[What the exercise asks]: Give the lines below again exactly, starting with the line that holds "with a new one." and going on through the line that holds "#[derive(Clone, Copy, Debug, PartialEq, Eq, Hash)]".

Collected data
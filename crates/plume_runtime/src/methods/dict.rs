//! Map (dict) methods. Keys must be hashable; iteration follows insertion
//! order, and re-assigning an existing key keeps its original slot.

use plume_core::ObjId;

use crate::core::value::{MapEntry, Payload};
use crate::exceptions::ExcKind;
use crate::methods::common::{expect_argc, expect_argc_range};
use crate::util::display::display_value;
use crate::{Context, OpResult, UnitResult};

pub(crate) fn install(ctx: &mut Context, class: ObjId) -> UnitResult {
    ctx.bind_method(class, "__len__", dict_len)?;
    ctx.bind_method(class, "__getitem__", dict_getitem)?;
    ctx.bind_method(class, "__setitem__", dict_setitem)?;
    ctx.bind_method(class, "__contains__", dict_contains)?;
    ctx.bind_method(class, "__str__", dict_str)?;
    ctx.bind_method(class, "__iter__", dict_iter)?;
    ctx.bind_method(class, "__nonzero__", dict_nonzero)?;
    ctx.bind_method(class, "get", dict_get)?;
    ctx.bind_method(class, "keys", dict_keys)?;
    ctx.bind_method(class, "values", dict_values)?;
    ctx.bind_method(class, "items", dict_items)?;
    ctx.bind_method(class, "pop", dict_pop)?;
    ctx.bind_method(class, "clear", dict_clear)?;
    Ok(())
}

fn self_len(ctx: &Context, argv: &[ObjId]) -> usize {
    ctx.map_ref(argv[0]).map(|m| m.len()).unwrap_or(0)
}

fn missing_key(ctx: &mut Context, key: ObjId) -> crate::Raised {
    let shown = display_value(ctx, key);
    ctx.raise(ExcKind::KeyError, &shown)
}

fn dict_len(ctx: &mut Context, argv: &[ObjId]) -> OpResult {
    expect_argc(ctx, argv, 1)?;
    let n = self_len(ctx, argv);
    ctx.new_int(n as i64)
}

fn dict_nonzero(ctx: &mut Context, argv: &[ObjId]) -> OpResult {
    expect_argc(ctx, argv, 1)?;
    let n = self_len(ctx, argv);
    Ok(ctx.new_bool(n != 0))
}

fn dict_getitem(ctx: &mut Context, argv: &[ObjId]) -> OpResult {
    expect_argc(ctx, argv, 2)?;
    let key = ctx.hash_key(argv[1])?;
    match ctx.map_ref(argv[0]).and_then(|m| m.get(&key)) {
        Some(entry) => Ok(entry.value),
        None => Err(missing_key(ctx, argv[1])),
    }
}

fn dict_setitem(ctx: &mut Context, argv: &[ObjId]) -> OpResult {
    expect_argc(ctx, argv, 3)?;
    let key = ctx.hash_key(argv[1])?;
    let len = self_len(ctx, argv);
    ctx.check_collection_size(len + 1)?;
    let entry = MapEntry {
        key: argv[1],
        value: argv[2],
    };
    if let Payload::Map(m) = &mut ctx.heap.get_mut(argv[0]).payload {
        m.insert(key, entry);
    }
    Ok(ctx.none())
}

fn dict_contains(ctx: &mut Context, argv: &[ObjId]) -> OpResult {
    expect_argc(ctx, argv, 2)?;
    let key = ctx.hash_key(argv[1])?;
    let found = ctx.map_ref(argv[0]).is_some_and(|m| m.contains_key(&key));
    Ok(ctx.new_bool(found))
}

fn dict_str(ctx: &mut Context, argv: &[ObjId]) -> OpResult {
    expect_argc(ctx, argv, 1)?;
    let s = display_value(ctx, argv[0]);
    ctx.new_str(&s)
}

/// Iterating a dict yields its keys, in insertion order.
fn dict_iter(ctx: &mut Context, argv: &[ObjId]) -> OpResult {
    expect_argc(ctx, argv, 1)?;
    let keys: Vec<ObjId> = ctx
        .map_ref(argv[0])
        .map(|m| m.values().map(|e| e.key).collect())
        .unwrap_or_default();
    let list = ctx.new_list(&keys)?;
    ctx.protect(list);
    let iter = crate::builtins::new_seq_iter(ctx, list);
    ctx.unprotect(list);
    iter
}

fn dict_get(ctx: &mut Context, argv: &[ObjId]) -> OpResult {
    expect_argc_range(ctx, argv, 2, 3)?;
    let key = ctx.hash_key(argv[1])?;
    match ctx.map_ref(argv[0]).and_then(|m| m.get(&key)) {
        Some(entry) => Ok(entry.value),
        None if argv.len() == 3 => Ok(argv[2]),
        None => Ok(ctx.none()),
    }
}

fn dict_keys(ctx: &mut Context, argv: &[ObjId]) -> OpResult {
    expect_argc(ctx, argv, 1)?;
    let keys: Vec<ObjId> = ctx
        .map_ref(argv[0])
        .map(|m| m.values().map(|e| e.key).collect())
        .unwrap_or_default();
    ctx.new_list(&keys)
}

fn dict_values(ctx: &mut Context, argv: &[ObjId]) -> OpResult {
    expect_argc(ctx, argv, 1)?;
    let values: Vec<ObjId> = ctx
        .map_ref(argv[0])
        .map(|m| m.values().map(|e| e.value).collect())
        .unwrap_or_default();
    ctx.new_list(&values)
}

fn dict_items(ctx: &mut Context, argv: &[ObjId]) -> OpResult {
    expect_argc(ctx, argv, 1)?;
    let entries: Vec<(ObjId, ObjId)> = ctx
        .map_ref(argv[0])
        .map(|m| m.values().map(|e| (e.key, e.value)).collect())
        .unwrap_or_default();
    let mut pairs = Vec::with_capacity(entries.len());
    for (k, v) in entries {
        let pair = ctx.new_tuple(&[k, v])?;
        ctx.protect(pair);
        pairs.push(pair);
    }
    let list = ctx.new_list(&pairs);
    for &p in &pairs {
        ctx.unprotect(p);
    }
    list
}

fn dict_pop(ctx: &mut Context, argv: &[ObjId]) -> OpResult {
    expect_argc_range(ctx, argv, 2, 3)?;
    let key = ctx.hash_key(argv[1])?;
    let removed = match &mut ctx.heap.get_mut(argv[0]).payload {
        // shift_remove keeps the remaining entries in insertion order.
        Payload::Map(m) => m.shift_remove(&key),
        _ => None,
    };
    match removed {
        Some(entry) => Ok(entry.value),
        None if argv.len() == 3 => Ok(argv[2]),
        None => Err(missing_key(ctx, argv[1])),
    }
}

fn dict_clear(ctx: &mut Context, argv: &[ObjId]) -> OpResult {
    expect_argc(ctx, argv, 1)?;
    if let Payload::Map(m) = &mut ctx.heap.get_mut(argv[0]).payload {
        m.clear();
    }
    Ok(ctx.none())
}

* * *

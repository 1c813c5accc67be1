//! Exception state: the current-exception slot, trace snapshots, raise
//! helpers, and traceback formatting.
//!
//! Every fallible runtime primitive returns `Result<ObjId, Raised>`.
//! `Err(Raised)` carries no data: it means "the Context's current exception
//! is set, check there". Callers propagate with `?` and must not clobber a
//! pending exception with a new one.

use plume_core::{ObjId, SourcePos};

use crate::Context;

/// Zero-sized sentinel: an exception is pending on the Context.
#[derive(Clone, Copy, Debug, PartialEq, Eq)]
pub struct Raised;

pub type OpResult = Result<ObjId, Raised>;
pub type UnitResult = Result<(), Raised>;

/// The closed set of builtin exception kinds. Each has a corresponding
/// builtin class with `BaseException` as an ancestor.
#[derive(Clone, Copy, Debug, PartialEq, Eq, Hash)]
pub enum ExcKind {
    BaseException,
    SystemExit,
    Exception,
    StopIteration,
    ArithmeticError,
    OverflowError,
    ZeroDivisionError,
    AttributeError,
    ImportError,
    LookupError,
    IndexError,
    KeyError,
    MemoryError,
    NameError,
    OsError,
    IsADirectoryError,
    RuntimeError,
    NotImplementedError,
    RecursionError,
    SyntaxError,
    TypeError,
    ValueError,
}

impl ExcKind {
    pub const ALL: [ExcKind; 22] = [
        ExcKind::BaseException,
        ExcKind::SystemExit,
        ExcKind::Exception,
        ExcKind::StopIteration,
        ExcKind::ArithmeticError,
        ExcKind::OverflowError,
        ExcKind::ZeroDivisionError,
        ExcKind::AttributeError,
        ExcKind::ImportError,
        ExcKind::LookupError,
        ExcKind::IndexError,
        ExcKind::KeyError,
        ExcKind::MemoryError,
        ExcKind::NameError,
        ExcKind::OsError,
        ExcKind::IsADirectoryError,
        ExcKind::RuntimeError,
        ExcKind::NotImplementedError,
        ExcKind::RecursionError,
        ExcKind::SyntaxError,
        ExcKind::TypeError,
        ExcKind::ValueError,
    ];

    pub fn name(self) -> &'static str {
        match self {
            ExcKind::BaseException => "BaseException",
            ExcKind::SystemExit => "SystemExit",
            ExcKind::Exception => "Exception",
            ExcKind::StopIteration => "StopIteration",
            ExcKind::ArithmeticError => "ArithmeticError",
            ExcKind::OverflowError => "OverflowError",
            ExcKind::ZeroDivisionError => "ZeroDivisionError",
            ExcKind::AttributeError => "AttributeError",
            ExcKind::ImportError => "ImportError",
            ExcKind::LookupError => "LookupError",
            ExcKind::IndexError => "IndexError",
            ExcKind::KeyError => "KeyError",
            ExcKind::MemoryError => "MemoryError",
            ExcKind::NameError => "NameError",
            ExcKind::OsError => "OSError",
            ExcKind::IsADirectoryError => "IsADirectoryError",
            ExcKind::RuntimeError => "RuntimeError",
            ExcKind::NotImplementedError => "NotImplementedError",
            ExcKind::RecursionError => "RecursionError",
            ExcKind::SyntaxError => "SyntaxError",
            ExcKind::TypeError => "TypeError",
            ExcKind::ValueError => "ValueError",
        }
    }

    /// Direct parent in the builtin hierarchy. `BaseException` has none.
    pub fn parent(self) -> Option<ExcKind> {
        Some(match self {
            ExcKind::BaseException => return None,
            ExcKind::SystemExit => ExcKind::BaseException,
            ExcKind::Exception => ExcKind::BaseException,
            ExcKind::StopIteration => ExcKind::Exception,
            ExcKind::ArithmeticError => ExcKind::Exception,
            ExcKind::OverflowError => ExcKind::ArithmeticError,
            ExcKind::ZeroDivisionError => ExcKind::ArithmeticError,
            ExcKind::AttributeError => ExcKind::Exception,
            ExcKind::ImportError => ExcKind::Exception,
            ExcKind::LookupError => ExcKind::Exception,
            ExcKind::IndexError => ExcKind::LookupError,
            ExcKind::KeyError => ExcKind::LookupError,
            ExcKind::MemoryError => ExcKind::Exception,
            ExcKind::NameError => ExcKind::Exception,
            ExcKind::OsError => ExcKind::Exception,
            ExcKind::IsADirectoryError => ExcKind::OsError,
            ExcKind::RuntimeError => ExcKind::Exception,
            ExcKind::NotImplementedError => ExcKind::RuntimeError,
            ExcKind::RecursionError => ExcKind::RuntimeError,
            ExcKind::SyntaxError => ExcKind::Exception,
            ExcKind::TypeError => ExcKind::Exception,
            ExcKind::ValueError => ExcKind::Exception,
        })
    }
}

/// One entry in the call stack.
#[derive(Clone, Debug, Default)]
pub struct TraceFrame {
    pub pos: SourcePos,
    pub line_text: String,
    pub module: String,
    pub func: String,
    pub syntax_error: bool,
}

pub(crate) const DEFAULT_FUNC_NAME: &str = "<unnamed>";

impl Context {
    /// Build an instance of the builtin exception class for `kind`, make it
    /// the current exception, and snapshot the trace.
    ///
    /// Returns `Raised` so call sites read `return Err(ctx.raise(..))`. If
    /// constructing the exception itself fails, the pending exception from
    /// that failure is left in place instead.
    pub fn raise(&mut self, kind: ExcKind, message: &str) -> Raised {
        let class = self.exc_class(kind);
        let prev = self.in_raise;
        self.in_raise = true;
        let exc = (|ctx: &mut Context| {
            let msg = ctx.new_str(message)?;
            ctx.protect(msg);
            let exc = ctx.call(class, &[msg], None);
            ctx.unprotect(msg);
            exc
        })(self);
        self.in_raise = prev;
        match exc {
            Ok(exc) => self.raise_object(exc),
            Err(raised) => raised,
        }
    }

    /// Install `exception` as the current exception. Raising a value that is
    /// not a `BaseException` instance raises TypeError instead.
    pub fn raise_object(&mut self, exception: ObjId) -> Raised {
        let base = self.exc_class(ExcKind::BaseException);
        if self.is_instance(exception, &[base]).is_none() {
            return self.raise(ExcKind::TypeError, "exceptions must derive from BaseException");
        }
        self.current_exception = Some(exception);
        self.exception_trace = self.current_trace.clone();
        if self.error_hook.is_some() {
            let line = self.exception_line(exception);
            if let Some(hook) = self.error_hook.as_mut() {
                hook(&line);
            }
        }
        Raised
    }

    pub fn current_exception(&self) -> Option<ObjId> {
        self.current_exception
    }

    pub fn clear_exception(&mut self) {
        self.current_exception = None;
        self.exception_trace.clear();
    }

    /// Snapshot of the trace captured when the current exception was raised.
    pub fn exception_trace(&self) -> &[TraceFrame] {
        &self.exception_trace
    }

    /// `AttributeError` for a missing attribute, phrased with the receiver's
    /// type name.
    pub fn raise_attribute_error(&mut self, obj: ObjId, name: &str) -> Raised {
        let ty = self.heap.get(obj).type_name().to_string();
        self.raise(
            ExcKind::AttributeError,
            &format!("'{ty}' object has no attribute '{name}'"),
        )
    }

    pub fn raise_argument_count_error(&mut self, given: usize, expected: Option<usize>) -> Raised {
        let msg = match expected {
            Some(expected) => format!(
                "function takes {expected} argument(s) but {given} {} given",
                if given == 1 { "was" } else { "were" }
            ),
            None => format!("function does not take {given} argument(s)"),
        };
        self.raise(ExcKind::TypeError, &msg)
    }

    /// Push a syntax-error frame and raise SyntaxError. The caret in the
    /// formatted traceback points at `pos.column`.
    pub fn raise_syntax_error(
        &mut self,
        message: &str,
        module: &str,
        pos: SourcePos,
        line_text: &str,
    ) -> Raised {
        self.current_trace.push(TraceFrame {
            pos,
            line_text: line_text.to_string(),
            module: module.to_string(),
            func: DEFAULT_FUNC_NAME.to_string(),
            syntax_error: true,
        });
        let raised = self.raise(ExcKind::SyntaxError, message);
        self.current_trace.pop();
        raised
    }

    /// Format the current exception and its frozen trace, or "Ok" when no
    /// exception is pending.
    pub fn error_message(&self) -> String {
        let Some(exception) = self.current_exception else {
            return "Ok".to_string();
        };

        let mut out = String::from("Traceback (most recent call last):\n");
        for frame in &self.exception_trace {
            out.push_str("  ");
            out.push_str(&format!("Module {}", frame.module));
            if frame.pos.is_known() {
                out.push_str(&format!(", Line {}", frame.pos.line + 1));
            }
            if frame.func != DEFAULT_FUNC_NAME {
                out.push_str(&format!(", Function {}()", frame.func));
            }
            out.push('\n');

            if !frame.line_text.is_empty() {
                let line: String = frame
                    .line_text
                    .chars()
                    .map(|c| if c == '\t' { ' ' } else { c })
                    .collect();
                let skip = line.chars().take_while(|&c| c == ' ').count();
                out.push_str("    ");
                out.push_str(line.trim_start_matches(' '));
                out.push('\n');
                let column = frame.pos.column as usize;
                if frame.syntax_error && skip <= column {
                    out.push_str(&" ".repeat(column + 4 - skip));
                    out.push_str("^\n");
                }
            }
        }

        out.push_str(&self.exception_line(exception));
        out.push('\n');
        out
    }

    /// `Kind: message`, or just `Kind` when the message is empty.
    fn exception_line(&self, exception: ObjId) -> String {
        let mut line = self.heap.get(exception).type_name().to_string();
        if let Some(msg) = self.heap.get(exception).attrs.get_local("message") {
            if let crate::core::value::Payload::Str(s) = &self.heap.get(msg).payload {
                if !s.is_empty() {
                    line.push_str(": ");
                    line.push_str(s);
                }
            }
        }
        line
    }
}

* * *

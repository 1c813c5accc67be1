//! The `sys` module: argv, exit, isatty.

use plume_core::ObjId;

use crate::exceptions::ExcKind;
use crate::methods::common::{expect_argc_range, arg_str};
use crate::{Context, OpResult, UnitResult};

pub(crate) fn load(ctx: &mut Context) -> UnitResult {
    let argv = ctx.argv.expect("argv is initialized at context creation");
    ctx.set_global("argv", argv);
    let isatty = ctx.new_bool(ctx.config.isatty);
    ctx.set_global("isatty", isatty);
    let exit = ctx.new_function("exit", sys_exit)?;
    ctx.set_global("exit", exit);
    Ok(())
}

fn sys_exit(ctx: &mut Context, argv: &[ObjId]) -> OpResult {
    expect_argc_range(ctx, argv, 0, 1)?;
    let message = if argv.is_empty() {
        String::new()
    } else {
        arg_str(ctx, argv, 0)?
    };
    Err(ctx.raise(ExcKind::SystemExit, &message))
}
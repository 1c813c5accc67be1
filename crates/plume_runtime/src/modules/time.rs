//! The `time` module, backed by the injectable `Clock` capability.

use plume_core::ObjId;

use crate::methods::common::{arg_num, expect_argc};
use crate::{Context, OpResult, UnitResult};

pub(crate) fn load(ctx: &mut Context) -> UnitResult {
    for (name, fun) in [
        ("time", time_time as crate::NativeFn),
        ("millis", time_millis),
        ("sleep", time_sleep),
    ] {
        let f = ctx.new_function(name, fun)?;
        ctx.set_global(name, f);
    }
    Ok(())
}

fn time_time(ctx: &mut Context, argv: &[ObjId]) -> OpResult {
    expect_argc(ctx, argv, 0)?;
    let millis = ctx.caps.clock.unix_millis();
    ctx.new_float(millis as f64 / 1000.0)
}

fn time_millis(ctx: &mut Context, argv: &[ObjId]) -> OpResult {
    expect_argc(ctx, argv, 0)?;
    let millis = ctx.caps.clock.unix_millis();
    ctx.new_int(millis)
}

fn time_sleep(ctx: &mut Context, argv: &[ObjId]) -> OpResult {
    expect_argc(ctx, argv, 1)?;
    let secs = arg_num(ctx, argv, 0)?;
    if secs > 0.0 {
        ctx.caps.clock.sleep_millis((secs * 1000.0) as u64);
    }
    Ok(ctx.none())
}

[Result of the exercise]:
//! pending exception with a new one.

use plume_core::{ObjId, SourcePos};

use crate::Context;

/// Zero-sized sentinel: an exception is pending on the Context.
#[derive(Clone, Copy, Debug, PartialEq, Eq)]
pub struct Raised;

pub type OpResult = Result<ObjId, Raised>;
pub type UnitResult = Result<(), Raised>;

/// The closed set of builtin exception kinds. Each has a corresponding
/// builtin class with `BaseException` as an ancestor.
#[derive(Clone, Copy, Debug, PartialEq, Eq, Hash)]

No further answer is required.